10 p.m. Wednesdays, TLC
The compulsion to collect is the focus of this show, which highlights people who hoard everything from animals to garbage to liquor bottles to car parts. The most disturbing episode to date featured a woman who, among other things, collected cats. She had no idea how many felines lived there, since her place was so full of crap she could barely walk around. When they cleaned out her place, there were more than 75 cats — and almost 40 of them were dead, rotting or skeletal someplace in her house or garage.
10 p.m. Mondays, A&E
I Didn’t Know I Was Pregnant
Having recently been pregnant, I became fascinated with this show, which tells the stories of women who had no idea they were with child until they at the hospital in labor. Because they don’t know their condition, many of them continued to drink, smoke, play sports and do other dangerous behaviors and got no prenatal care. All the stories have happy, healthy deliveries, but still.
The more episodes I see, the more insane it seems. I mean, who wouldn’t know?!
Airs at various days and times on TLC
This show is crazy in a really sad way. It focuses on individuals with dangerous addictions — usually to drugs, alcohol or both — and the interventions staged by their friends and families. You see this kind of thing in movies all the time, but seeing it play out with real, live people is both tragic, educational and eye-opening.
You watch, and you really hope the person can get their lives together by the end of the show. At the end of each episode, there’s an epilogue, and it isn’t always a happy ending. Many go back to killing themselves slowly; some even die before the episode airs.
It serves a purpose, too. It makes you never, ever want to do drugs or have more than a cocktail or two.
9 p.m. Mondays, A&E
On this contest-style show, women nominate their lying, cheating, conceited, ridiculous boyfriends — “tools” — to be rehabilitated into good domestic partners. (Winning means you’re less of a tool than the other contestants, which isn’t much of an achievement.)

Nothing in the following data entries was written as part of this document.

//! Admission policies deciding whether a request may be scheduled while
//! others are waiting for resources.

use std::borrow::Cow;
use std::fmt;
use std::str::FromStr;

use fnsched_model::{InnerAffinity, PendingAffinity, PendingResource, ScheduleRequest, Selector, StatusCode};
use serde::{Deserialize, Serialize};
use tracing::debug;

use crate::item::QueueItem;

/// Suspendable failures wait for resources instead of failing the caller.
pub fn need_suspend(code: StatusCode, timeout_ms: i64) -> bool {
    matches!(code, StatusCode::ResourceNotEnough | StatusCode::AffinityScheduleFailed) && timeout_ms > 0
}

pub trait PriorityPolicy: Send {
    fn kind(&self) -> PriorityPolicyKind;

    /// May `item` be scheduled now, given what is pending?
    fn can_schedule(&self, item: &QueueItem) -> bool;

    fn need_suspend(&self, code: StatusCode, timeout_ms: i64) -> bool {
        need_suspend(code, timeout_ms)
    }

    /// Remember a request that was suspended for lack of resources.
    fn store_pending_info(&mut self, item: &QueueItem);

    /// Forget every pending request, once they are given another chance.
    fn clear_pending_infos(&mut self);

    /// The request as it should be handed to the performer.
    fn prepare<'a>(&self, request: &'a ScheduleRequest) -> Cow<'a, ScheduleRequest> {
        Cow::Borrowed(request)
    }
}

#[derive(Debug, Clone, Copy, Default, PartialEq, Eq, Serialize, Deserialize)]
#[serde(rename_all = "snake_case")]
pub enum PriorityPolicyKind {
    /// Queue order only.
    #[default]
    Fifo,
    /// Keep units free for pending requests of equal or higher priority.
    Fairness,
}

impl PriorityPolicyKind {
    pub fn build(self) -> Box<dyn PriorityPolicy> {
        match self {
            PriorityPolicyKind::Fifo => Box::new(FifoPolicy),
            PriorityPolicyKind::Fairness => Box::new(FairnessPolicy::default()),
        }
    }
}

impl FromStr for PriorityPolicyKind {
    type Err = String;

    fn from_str(s: &str) -> Result<Self, Self::Err> {
        match s.trim().to_ascii_lowercase().as_str() {
            "fifo" => Ok(PriorityPolicyKind::Fifo),
            "fairness" => Ok(PriorityPolicyKind::Fairness),
            other => Err(format!("unknown priority policy '{other}', expected fifo or fairness")),
        }
    }
}

impl fmt::Display for PriorityPolicyKind {
    fn fmt(&self, f: &mut fmt::Formatter<'_>) -> fmt::Result {
        match self {
            PriorityPolicyKind::Fifo => f.write_str("fifo"),
            PriorityPolicyKind::Fairness => f.write_str("fairness"),
        }
    }
}

// =============================================================================
// FIFO
// =============================================================================

/// Serves the running queue in order; pending requests never hold anything
/// back.
#[derive(Debug, Default, Clone, Copy)]
pub struct FifoPolicy;

impl PriorityPolicy for FifoPolicy {
    fn kind(&self) -> PriorityPolicyKind {
        PriorityPolicyKind::Fifo
    }

    fn can_schedule(&self, _item: &QueueItem) -> bool {
        true
    }

    fn store_pending_info(&mut self, _item: &QueueItem) {}

    fn clear_pending_infos(&mut self) {}
}

// =============================================================================
// Fairness
// =============================================================================

#[derive(Debug, Clone, PartialEq, Eq)]
struct PendingInfo {
    request_id: String,
    priority: u16,
    required_affinity: Option<Selector>,
    required_anti_affinity: Option<Selector>,
}

impl PendingInfo {
    fn is_unconstrained(&self) -> bool {
        self.required_affinity.is_none() && self.required_anti_affinity.is_none()
    }
}

/// Resource required (anti-)affinity of the request that stands for `item`.
fn resource_requirements(item: &QueueItem) -> (Option<Selector>, Option<Selector>) {
    let representative = item.instances().into_iter().next();
    let resource = representative
        .as_ref()
        .and_then(|member| member.request.instance.affinity().resource.as_ref());
    match resource {
        Some(resource) => (
            resource.required_affinity.clone(),
            resource.required_anti_affinity.clone(),
        ),
        None => (None, None),
    }
}

/// Holds back a request while a pending request of equal or higher
/// priority competes for the same units: one without resource constraints,
/// or one with the same resource required affinity.
///
/// Requests that do run carry the pending requests' resource constraints
/// as inner `pending` affinity, so the label filter leaves matching units
/// to the pending work.
#[derive(Debug, Default)]
pub struct FairnessPolicy {
    pending: Vec<PendingInfo>,
}

impl FairnessPolicy {
    pub fn pending_len(&self) -> usize {
        self.pending.len()
    }

    fn pending_resources(&self, priority: u16) -> Vec<PendingResource> {
        let mut resources: Vec<PendingResource> = Vec::new();
        for info in self.pending.iter().filter(|info| info.priority >= priority) {
            if info.is_unconstrained() {
                continue;
            }
            let resource = PendingResource {
                required_affinity: info.required_affinity.clone(),
                required_anti_affinity: info.required_anti_affinity.clone(),
            };
            if !resources.contains(&resource) {
                resources.push(resource);
            }
        }
        resources
    }
}

impl PriorityPolicy for FairnessPolicy {
    fn kind(&self) -> PriorityPolicyKind {
        PriorityPolicyKind::Fairness
    }

    fn can_schedule(&self, item: &QueueItem) -> bool {
        let priority = item.priority();
        let (required, _) = resource_requirements(item);
        let blocker = self.pending.iter().find(|info| {
            info.priority >= priority && (info.required_affinity.is_none() || info.required_affinity == required)
        });
        match blocker {
            Some(info) => {
                debug!(
                    request_id = %item.request_id(),
                    pending = %info.request_id,
                    "Similar request is pending"
                );
                false
            }
            None => true,
        }
    }

    fn store_pending_info(&mut self, item: &QueueItem) {
        let (required_affinity, required_anti_affinity) = resource_requirements(item);
        self.pending.push(PendingInfo {
            request_id: item.request_id(),
            priority: item.priority(),
            required_affinity,
            required_anti_affinity,
        });
    }

    fn clear_pending_infos(&mut self) {
        self.pending.clear();
    }

    fn prepare<'a>(&self, request: &'a ScheduleRequest) -> Cow<'a, ScheduleRequest> {
        let resources = self.pending_resources(request.instance.priority());
        if resources.is_empty() {
            return Cow::Borrowed(request);
        }
        let mut prepared = request.clone();
        let inner = prepared
            .instance
            .schedule_option
            .affinity
            .inner
            .get_or_insert_with(InnerAffinity::default);
        inner.pending = Some(PendingAffinity { resources });
        Cow::Owned(prepared)
    }
}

The nurturer in me wants to put my arms around the women’s shoulders and say, “Wouldn’t it be easier and healthier to just find a boyfriend that treated you right?” But my inner TV viewer is glad they stuck with them, because it makes for great television. After all, who doesn’t love watching guys crafting fauxhawks from gallons of hair gel, calling each other “bro,” flexing their muscles in front of mirrors, and, in general, making fools of themselves?
Every so often, one of the women will get a clue and dump their guy. And we say a little prayer that they have better taste the next time around.
Sundays, 9 p.m., VH1
Man v. Food
If host Adam Richman weren’t so funny and full of personality, this show would be unwatchable. Richman travels to various cities in search of gut-busting meals, such as sandwiches made with four pounds of meat (served with fries!), stuffed, 12 egg omelettes and six-pound burritos.
Cameras roll as he tackles these enormous piles of food. His eyes roll back in his head, his nostrils flare and he sometimes sweats as he noshes, remnants of food often adhering to his face. Because he’s usually required to finish in a certain amount of time, there’s no time to mess with a napkin and hygiene.
Gross and fascinating, it’s got train-wreck appeal.
10 p.m. Wednesdays on the Travel Channel
18 Kids and Counting
With 18 children, Michelle Duggar and her husband, Jim Bob, have their work cut out for them. This reality program follows their day-to-day lives as the family goes bowling, does chores and tends to their garden and more.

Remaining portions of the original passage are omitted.